## Work item
The expected answer is the set of lines in the data below between the line holding "use crate::middleware::apply_cors;" and the line holding "backtracking to manage.", inclusive, written out exactly.

## Data listing
* * *

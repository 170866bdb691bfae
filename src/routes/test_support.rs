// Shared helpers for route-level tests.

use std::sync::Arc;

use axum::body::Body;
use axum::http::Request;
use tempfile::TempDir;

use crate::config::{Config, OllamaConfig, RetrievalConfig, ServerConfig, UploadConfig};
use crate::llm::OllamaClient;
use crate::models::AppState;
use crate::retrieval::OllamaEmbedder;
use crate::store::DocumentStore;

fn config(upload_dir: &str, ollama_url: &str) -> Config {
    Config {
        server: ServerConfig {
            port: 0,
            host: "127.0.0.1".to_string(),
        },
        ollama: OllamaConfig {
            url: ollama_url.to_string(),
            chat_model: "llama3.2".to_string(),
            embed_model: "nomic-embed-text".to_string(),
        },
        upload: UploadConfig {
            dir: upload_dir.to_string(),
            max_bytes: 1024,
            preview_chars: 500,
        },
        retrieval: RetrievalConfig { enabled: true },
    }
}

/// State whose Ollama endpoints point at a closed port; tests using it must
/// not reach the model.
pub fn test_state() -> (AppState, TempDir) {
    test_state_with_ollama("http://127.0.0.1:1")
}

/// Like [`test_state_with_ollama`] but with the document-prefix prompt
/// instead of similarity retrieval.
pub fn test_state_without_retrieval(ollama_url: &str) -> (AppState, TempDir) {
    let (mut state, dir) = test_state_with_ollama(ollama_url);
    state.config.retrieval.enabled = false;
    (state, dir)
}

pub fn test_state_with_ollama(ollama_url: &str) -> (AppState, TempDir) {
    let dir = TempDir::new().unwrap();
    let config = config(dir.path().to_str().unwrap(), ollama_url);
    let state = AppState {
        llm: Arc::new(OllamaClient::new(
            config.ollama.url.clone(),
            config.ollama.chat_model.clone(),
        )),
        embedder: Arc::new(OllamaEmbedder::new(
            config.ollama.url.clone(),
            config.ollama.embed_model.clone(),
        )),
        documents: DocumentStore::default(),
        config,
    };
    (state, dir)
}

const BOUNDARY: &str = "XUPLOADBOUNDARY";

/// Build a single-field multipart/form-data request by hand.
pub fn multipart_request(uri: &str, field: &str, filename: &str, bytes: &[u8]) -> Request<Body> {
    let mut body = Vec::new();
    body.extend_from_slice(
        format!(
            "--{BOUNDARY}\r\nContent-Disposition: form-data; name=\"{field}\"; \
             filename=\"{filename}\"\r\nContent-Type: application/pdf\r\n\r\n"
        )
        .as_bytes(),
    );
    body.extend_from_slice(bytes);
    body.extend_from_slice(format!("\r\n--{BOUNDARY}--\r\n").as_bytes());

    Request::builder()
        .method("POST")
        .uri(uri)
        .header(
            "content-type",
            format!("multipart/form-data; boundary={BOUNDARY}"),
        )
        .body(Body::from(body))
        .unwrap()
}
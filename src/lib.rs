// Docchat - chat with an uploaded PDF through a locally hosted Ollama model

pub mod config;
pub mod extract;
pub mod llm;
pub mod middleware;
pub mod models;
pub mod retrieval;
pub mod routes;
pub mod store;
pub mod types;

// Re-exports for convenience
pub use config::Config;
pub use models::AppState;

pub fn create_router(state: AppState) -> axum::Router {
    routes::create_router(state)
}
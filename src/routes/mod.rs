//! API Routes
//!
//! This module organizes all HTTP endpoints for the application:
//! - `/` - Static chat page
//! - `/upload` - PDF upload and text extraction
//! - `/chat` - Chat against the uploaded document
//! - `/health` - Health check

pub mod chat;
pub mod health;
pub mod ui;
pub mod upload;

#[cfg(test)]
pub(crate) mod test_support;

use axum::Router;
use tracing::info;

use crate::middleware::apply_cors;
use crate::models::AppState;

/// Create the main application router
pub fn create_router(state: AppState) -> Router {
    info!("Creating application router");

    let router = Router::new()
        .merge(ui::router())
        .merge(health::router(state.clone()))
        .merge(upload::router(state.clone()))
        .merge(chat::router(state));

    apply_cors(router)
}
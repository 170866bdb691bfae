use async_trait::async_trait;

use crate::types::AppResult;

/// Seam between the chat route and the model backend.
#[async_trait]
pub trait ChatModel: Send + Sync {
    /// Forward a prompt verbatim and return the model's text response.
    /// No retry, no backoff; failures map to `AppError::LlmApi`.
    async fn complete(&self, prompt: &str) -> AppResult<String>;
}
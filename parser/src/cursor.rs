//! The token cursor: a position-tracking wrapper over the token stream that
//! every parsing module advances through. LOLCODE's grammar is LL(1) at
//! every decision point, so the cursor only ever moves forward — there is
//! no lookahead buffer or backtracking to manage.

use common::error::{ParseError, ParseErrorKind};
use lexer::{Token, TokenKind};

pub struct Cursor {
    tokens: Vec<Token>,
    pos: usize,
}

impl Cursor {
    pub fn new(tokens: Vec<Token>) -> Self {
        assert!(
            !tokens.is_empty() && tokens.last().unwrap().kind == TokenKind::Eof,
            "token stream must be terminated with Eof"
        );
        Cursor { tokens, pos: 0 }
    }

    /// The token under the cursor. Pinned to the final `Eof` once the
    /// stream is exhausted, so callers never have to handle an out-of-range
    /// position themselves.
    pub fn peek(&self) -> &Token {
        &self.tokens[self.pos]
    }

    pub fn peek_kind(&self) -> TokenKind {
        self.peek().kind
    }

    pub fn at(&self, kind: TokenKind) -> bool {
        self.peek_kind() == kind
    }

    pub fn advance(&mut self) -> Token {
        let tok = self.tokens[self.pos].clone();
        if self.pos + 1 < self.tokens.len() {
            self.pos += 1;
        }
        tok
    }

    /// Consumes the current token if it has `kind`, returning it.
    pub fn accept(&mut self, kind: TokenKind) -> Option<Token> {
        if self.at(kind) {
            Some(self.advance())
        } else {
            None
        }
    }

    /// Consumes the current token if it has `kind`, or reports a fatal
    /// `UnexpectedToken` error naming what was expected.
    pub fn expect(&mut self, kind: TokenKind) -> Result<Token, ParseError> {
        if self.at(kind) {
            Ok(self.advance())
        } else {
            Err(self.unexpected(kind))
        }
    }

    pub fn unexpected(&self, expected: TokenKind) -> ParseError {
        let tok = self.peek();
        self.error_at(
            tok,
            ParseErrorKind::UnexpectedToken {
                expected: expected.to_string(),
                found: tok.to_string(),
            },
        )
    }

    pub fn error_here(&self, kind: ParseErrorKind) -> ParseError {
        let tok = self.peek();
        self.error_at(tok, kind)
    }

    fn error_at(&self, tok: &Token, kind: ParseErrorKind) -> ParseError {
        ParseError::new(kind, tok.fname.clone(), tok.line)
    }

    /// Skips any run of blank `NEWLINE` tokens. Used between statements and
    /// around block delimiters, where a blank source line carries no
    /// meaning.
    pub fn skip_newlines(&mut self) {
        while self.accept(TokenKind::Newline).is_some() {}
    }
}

* * *

## Expected answer
use crate::middleware::apply_cors;
use crate::models::AppState;

/// Create the main application router
pub fn create_router(state: AppState) -> Router {
    info!("Creating application router");

    let router = Router::new()
        .merge(ui::router())
        .merge(health::router(state.clone()))
        .merge(upload::router(state.clone()))
        .merge(chat::router(state));

    apply_cors(router)
}
repository 170866bdb691bfae
use async_trait::async_trait;

use crate::types::AppResult;

/// Seam between the chat route and the model backend.
#[async_trait]
pub trait ChatModel: Send + Sync {
    /// Forward a prompt verbatim and return the model's text response.
    /// No retry, no backoff; failures map to `AppError::LlmApi`.
    async fn complete(&self, prompt: &str) -> AppResult<String>;
}
filename parser/src/cursor.rs
//! The token cursor: a position-tracking wrapper over the token stream that
//! every parsing module advances through. LOLCODE's grammar is LL(1) at
//! every decision point, so the cursor only ever moves forward — there is
//! no lookahead buffer or backtracking to manage.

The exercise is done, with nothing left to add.